Go ahead and maintain that the Steelers gave Stewart two full seasons to restore himself to his 1997 level. True, but the Steelers didn't give him a full opportunity in '98 and '99. What they awarded him was one new offensive coordinator and then another, a patchwork offensive line with three new starters each season, a raw receiving corps first minus his most trustworthy receiver, Yancey Thigpen, and then minus his second-most trustworthy receiver, Charles Johnson. Finally, when he was pelted with boos and beer and blows to his confidence, perhaps the most indispensable quarterback component, the $8 million bonus baby was yanked and returned to the Slash duty he so desperately came to revile.

Funny, but since that AFC championship game, the club has gone 12-15 with him as its starter and 1-7 without.

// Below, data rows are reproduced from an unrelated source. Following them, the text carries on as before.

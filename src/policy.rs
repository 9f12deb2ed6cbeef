use uuid::Uuid;

use crate::{auth::AuthUser, error::ApiError, models::Role};

/// Actor
///
/// The identity making a request: either anonymous or a resolved
/// authenticated user. Every policy and data operation takes the actor
/// explicitly; there is no ambient request context to read it from.
#[derive(Debug, Clone)]
pub enum Actor {
    Anonymous,
    User(AuthUser),
}

impl Actor {
    pub fn is_anonymous(&self) -> bool {
        matches!(self, Actor::Anonymous)
    }

    pub fn user(&self) -> Option<&AuthUser> {
        match self {
            Actor::Anonymous => None,
            Actor::User(user) => Some(user),
        }
    }

    /// Admin capability: the admin role, or the orthogonal superuser flag.
    /// Every place that checks admin checks both.
    pub fn is_admin(&self) -> bool {
        self.user()
            .map(|u| u.role == Role::Admin || u.is_superuser)
            .unwrap_or(false)
    }

    pub fn is_moder(&self) -> bool {
        self.user().map(|u| u.role == Role::Moderator).unwrap_or(false)
    }
}

/// Action class a policy decides on. Reads are GET-shaped; writes cover
/// create, update, and delete alike.
#[derive(Debug, Clone, Copy, PartialEq, Eq)]
pub enum Access {
    Read,
    Write,
}

/// Policy
///
/// A pure, stateless decision function over (actor, access, resource).
/// Two phases: `allows` is the coarse check made before the concrete object
/// is loaded; `allows_object` is the fine check against the loaded object's
/// author. Both must pass, and since both are side-effect-free predicates the
/// evaluation order never changes the result.
pub trait Policy {
    fn allows(&self, actor: &Actor, access: Access) -> bool;

    /// Object-level refinement. Defaults to the coarse decision for policies
    /// that have no per-object rule.
    fn allows_object(&self, actor: &Actor, access: Access, author_id: Uuid) -> bool {
        let _ = author_id;
        self.allows(actor, access)
    }
}

/// Admin-only: every action, reads included, requires admin capability.
/// Applied to user management.
pub struct IsAdmin;

impl Policy for IsAdmin {
    fn allows(&self, actor: &Actor, _access: Access) -> bool {
        actor.is_admin()
    }
}

/// Read for anyone (anonymous included); writes require admin capability.
/// Applied to Category, Genre, and Title management.
pub struct AdminOrReadOnly;

impl Policy for AdminOrReadOnly {
    fn allows(&self, actor: &Actor, access: Access) -> bool {
        match access {
            Access::Read => true,
            Access::Write => actor.is_admin(),
        }
    }
}

/// Read for anyone; writes require authentication; mutating a specific
/// object additionally requires being its author, or holding moderator or
/// admin capability. Applied to Review and Comment.
pub struct AuthorOrReadOnly;

impl Policy for AuthorOrReadOnly {
    fn allows(&self, actor: &Actor, access: Access) -> bool {
        match access {
            Access::Read => true,
            Access::Write => !actor.is_anonymous(),
        }
    }

    fn allows_object(&self, actor: &Actor, access: Access, author_id: Uuid) -> bool {
        match access {
            Access::Read => true,
            Access::Write => match actor.user() {
                None => false,
                Some(user) => {
                    user.id == author_id || actor.is_admin() || actor.is_moder()
                }
            },
        }
    }
}

/// Coarse-check entry point for handlers. Denials carry no detail about
/// which predicate failed: anonymous actors get 401, everyone else 403.
pub fn check(policy: &impl Policy, actor: &Actor, access: Access) -> Result<(), ApiError> {
    if policy.allows(actor, access) {
        Ok(())
    } else if actor.is_anonymous() {
        Err(ApiError::Unauthorized)
    } else {
        Err(ApiError::Forbidden)
    }
}

/// Fine-check entry point, run after the concrete object is loaded.
pub fn check_object(
    policy: &impl Policy,
    actor: &Actor,
    access: Access,
    author_id: Uuid,
) -> Result<(), ApiError> {
    if policy.allows_object(actor, access, author_id) {
        Ok(())
    } else if actor.is_anonymous() {
        Err(ApiError::Unauthorized)
    } else {
        Err(ApiError::Forbidden)
    }
}
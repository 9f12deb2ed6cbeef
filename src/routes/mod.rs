/// Router Module Index
///
/// Organizes the routing surface into privilege-segregated modules so the
/// access level of every endpoint is visible from its placement alone.
/// Handlers additionally run the policy checks themselves, so moving a route
/// between modules cannot silently widen access.

/// Routes accessible to all clients, anonymous included: the auth flow and
/// every read endpoint of the catalogue.
pub mod public;

/// Routes behind the authentication layer: self-service profile access and
/// all review/comment writes.
pub mod authenticated;

/// Routes whose every operation requires admin capability: account
/// management and catalogue writes.
pub mod admin;
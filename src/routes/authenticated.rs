use crate::{AppState, handlers};
use axum::{
    Router,
    routing::{get, patch, post},
};

/// Authenticated Router Module
///
/// Routes requiring a valid identity: the self-service profile endpoints and
/// all review/comment writes. The router is wrapped in the `auth_middleware`
/// layer above this module, so handlers here never see an anonymous request;
/// author-or-staff rules for editing specific objects are then enforced by
/// the object-level policy check inside each handler.
pub fn authenticated_routes() -> Router<AppState> {
    Router::<AppState>::new()
        // GET/PATCH /users/me
        // The requester's own profile. PATCH drops any attempted role change
        // unless the requester holds admin capability.
        .route("/users/me", get(handlers::get_me).patch(handlers::patch_me))
        // POST /titles/{title_id}/reviews
        // One review per user per title; duplicates are a 409.
        .route("/titles/{title_id}/reviews", post(handlers::add_review))
        // PATCH/DELETE /titles/{title_id}/reviews/{review_id}
        // Author-or-staff only, checked against the loaded review.
        .route(
            "/titles/{title_id}/reviews/{review_id}",
            patch(handlers::patch_review).delete(handlers::delete_review),
        )
        // POST /titles/{title_id}/reviews/{review_id}/comments
        // Comments are unlimited per user.
        .route(
            "/titles/{title_id}/reviews/{review_id}/comments",
            post(handlers::add_comment),
        )
        // PATCH/DELETE .../comments/{comment_id}
        // Same author-or-staff rule as reviews.
        .route(
            "/titles/{title_id}/reviews/{review_id}/comments/{comment_id}",
            patch(handlers::patch_comment).delete(handlers::delete_comment),
        )
}
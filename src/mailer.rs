use async_trait::async_trait;
use std::sync::{Arc, Mutex};

/// Mailer
///
/// Abstract contract for outbound mail. The only caller is the signup flow,
/// which needs exactly one operation: best-effort delivery of a confirmation
/// code. Swappable between the HTTP relay client in production and the
/// in-memory mock in tests.
#[async_trait]
pub trait Mailer: Send + Sync {
    async fn send(&self, subject: &str, body: &str, from: &str, to: &str) -> Result<(), String>;
}

/// MailerState
///
/// The shareable handle placed in the application state.
pub type MailerState = Arc<dyn Mailer>;

/// Fire-and-forget dispatch. Delivery runs on its own task and must never
/// block or fail the request that triggered it; failures are logged and
/// swallowed.
pub fn dispatch(mailer: MailerState, subject: String, body: String, from: String, to: String) {
    tokio::spawn(async move {
        if let Err(e) = mailer.send(&subject, &body, &from, &to).await {
            tracing::warn!("mail dispatch to {} failed: {}", to, e);
        }
    });
}

/// HttpRelayMailer
///
/// Concrete implementation posting JSON to an HTTP mail relay (a MailHog-style
/// catcher locally, a transactional mail API in production).
#[derive(Clone)]
pub struct HttpRelayMailer {
    client: reqwest::Client,
    endpoint: String,
}

impl HttpRelayMailer {
    pub fn new(endpoint: &str) -> Self {
        Self {
            client: reqwest::Client::new(),
            endpoint: endpoint.to_string(),
        }
    }
}

#[async_trait]
impl Mailer for HttpRelayMailer {
    async fn send(&self, subject: &str, body: &str, from: &str, to: &str) -> Result<(), String> {
        let response = self
            .client
            .post(&self.endpoint)
            .json(&serde_json::json!({
                "from": from,
                "to": [to],
                "subject": subject,
                "body": body,
            }))
            .send()
            .await
            .map_err(|e| e.to_string())?;

        if !response.status().is_success() {
            return Err(format!("relay answered {}", response.status()));
        }
        Ok(())
    }
}

/// A single delivery recorded by the mock, for test assertions.
#[derive(Debug, Clone)]
pub struct SentMail {
    pub subject: String,
    pub body: String,
    pub to: String,
}

/// MockMailer
///
/// Test double recording every delivery instead of performing one. With
/// `should_fail` set it simulates a relay outage, which the signup flow must
/// shrug off.
#[derive(Default)]
pub struct MockMailer {
    pub should_fail: bool,
    pub sent: Mutex<Vec<SentMail>>,
}

impl MockMailer {
    pub fn new() -> Self {
        Self::default()
    }

    pub fn new_failing() -> Self {
        Self {
            should_fail: true,
            sent: Mutex::new(Vec::new()),
        }
    }

    pub fn sent_mail(&self) -> Vec<SentMail> {
        self.sent.lock().unwrap().clone()
    }
}

#[async_trait]
impl Mailer for MockMailer {
    async fn send(&self, subject: &str, body: &str, _from: &str, to: &str) -> Result<(), String> {
        if self.should_fail {
            return Err("mock relay outage".to_string());
        }
        self.sent.lock().unwrap().push(SentMail {
            subject: subject.to_string(),
            body: body.to_string(),
            to: to.to_string(),
        });
        Ok(())
    }
}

So he was the problem?

This is not to say that Stewart will ever be worthy of a Hall of Fame bust, which he once claimed as a career ambition.

This is not to say that Stewart will ever arise from his status as an $8 million bust.

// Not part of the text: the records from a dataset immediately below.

use axum::{
    Router,
    extract::{FromRef, Request},
    http::HeaderName,
    middleware::{self, Next},
    response::Response,
};
use utoipa::OpenApi;
use utoipa_swagger_ui::SwaggerUi;

use tower::ServiceBuilder;
use tower_http::{
    cors::{Any, CorsLayer},
    request_id::{MakeRequestUuid, PropagateRequestIdLayer, SetRequestIdLayer},
    trace::{DefaultOnResponse, TraceLayer},
};
use tracing::{Level, Span};

// --- Module Structure ---

// Core application services and components.
pub mod auth;
pub mod config;
pub mod error;
pub mod handlers;
pub mod mailer;
pub mod models;
pub mod policy;
pub mod repository;

// Module for routing segregation (Public, Authenticated, Admin).
pub mod routes;
use auth::AuthUser;
use routes::{admin, authenticated, public};

// --- Public Re-exports ---

// Makes core state types easily accessible to the main application entry
// point and the integration tests.
pub use config::AppConfig;
pub use error::ApiError;
pub use mailer::{HttpRelayMailer, MailerState, MockMailer};
pub use repository::{MemoryRepository, PostgresRepository, RepositoryState};

/// ApiDoc
///
/// Auto-generates the OpenAPI documentation (Swagger JSON) for the
/// application by aggregating every `#[utoipa::path]` handler and
/// `ToSchema` model. Served at `/api-docs/openapi.json`.
#[derive(OpenApi)]
#[openapi(
    paths(
        handlers::signup, handlers::issue_token,
        handlers::list_users, handlers::create_user, handlers::get_user_profile,
        handlers::patch_user, handlers::delete_user,
        handlers::get_me, handlers::patch_me,
        handlers::list_categories, handlers::create_category, handlers::delete_category,
        handlers::list_genres, handlers::create_genre, handlers::delete_genre,
        handlers::list_titles, handlers::create_title, handlers::get_title_details,
        handlers::patch_title, handlers::delete_title,
        handlers::list_reviews, handlers::add_review, handlers::get_review_details,
        handlers::patch_review, handlers::delete_review,
        handlers::list_comments, handlers::add_comment, handlers::get_comment_details,
        handlers::patch_comment, handlers::delete_comment,
    ),
    components(
        schemas(
            models::User, models::Role, models::UserPayload, models::UserUpdate,
            models::SignupRequest, models::TokenRequest, models::TokenResponse,
            models::Category, models::Genre, models::Title, models::TitlePayload,
            models::TitleUpdate, models::Review, models::ReviewPayload,
            models::ReviewUpdate, models::Comment, models::CommentPayload,
            models::CommentUpdate,
        )
    ),
    tags(
        (name = "review-portal", description = "Content review platform API")
    )
)]
struct ApiDoc;

/// AppState
///
/// The single, thread-safe container holding all application services and
/// configuration, shared across every request.
#[derive(Clone)]
pub struct AppState {
    /// Repository Layer: abstracts data access behind the trait object.
    pub repo: RepositoryState,
    /// Mailer Layer: abstracts confirmation-code delivery.
    pub mailer: MailerState,
    /// Configuration: the loaded, immutable environment configuration.
    pub config: AppConfig,
}

// --- Axum FromRef Extractor Implementations ---

// Allow handlers and extractors to pull individual components out of the
// shared AppState.

impl FromRef<AppState> for RepositoryState {
    fn from_ref(app_state: &AppState) -> RepositoryState {
        app_state.repo.clone()
    }
}

impl FromRef<AppState> for MailerState {
    fn from_ref(app_state: &AppState) -> MailerState {
        app_state.mailer.clone()
    }
}

impl FromRef<AppState> for AppConfig {
    fn from_ref(app_state: &AppState) -> AppConfig {
        app_state.config.clone()
    }
}

/// auth_middleware
///
/// Enforces authentication for the authenticated router. Extracting
/// `AuthUser` runs the full token validation and user re-fetch; a failure
/// rejects with 401 before any handler executes. Handlers still receive
/// their own `Actor` for the object-level policy checks.
async fn auth_middleware(_auth_user: AuthUser, request: Request, next: Next) -> Response {
    next.run(request).await
}

/// create_router
///
/// Assembles the routing structure, applies global and scoped middleware,
/// and registers the application state. All API endpoints live under the
/// `/api/v1` prefix; the Swagger UI and its JSON sit at the root.
pub fn create_router(state: AppState) -> Router {
    let cors = CorsLayer::new()
        .allow_methods(Any)
        .allow_origin(Any)
        .allow_headers(Any);

    // Header name constant for request correlation.
    let x_request_id = HeaderName::from_static("x-request-id");

    let api_router = Router::new()
        // Public routes: no middleware applied; credentials are resolved
        // opportunistically by the Actor extractor.
        .merge(public::public_routes())
        // Authenticated routes: protected by the auth_middleware layer.
        .merge(authenticated::authenticated_routes().route_layer(
            middleware::from_fn_with_state(state.clone(), auth_middleware),
        ))
        // Admin routes: the admin capability check runs inside each handler
        // after the request resolves to an Actor.
        .merge(admin::admin_routes());

    let base_router = Router::new()
        // Documentation: serve the auto-generated Swagger UI.
        .merge(SwaggerUi::new("/swagger-ui").url("/api-docs/openapi.json", ApiDoc::openapi()))
        .nest("/api/v1", api_router)
        .with_state(state);

    // Observability and correlation layers, applied outermost.
    base_router
        .layer(
            ServiceBuilder::new()
                // Request ID generation: a unique UUID for every request.
                .layer(SetRequestIdLayer::new(x_request_id.clone(), MakeRequestUuid))
                // Request tracing: wraps the request/response lifecycle in a
                // span carrying the generated request ID.
                .layer(
                    TraceLayer::new_for_http()
                        .make_span_with(trace_span_logger)
                        .on_response(
                            DefaultOnResponse::new()
                                .level(Level::INFO)
                                .latency_unit(tower_http::LatencyUnit::Millis),
                        ),
                )
                // Request ID propagation back to the client.
                .layer(PropagateRequestIdLayer::new(x_request_id)),
        )
        .layer(cors)
}

/// trace_span_logger
///
/// Customizes the span created per request so every log line for a single
/// request is correlated by the `x-request-id` value.
fn trace_span_logger(request: &axum::http::Request<axum::body::Body>) -> Span {
    let request_id = request
        .headers()
        .get("x-request-id")
        .and_then(|value| value.to_str().ok())
        .unwrap_or("unknown");

    tracing::info_span!(
        "http_request",
        method = ?request.method(),
        uri = ?request.uri(),
        req_id = %request_id,
    )
}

Yet it was proven Sunday that, surrounded by a competent offense and a fair astrological shake, he can lead these Steelers to victory.

He can pass efficiently.

He can run.

He can win.

He deserved another chance to start. He might receive that opportunity if Graham's bursa sac remains swollen and painful enough to preclude Graham from playing next weekend at the New York Jets. But, for his psyche's sake, Stewart should have been anointed the starting quarterback moments after the road romp, instead of Cowher anointing the ailing Graham. Stewart should have been allowed the mere chance -- albeit a couple of Jets series or quarters -- to try to maintain this little roll he began in Jacksonville, this little sense of self he rediscovered in a place where the Steelers never won before in this six-year series.

More than ending the club's four-game losing streak, its eight-game AFC Central losing streak, its streak of losing 18 of its past 24 games, the artist formerly known as Slash brought the Steelers back to place they hadn't been in so long:

Kordell Stewart, circa 1997.

Receiver Courtney Hawkins hadn't seen such a Stewart performance since "the year we went to the AFC championship game," he said Monday.

"He was making plays outside the pocket. Ten of 16 passing the ball. Made some good decisions. Basically, was a field general. That's the Kordell that we're all used to. It was the same type of feeling on offense, that we basically could overcome any situation."

It seemed Sunday that Stewart finally learned his legs were of no use to his team while planted in the pocket. He finally learned that McNair runs and makes big plays and completes the passes when necessary, and so could he. He finally learned a measure of success, so what if it took a slight shove from four Jacksonville penalties for first downs and a tipped pass from tight end Corey Geason to Hines Ward and a stalwart line performance against a squidgy Jaguars defense?

The coaches put him in the shotgun, put him in a position to use his legs and arm, and Stewart rewarded them. He completed four of five attempts for 44 yards on first downs that so squelched his talents heretofore, nailing his feet into a pocket. He completed three of four attempts for 48 yards on third-and-long situations -- and would have added another dozen yards plus a fourth third-down conversion had not Jacksonville pried away a pass to Plaxico Burress for the quarterback's lone interception of the day. He completed eight of his final 11 attempts for 122 yards on any down.

Why, this was what the old Kordell looked like.

"Oh, no question," Jerome Bettis said. "We had everything going. We were able to get him running. He was a triple threat. You know, that's what you want from a guy with his talents.

"He was prepared for this opportunity. And he took advantage of it. That's a beautiful thing."

The ugliness of it all is, the Steelers should take advantage and hand him the ball until he drops it again.

Ward remains the starter even after Edwards returned from injury. Aaron Smith remains the starter even after Sullivan returned from injury. What would it hurt to give Stewart one more chance, just when he's going good?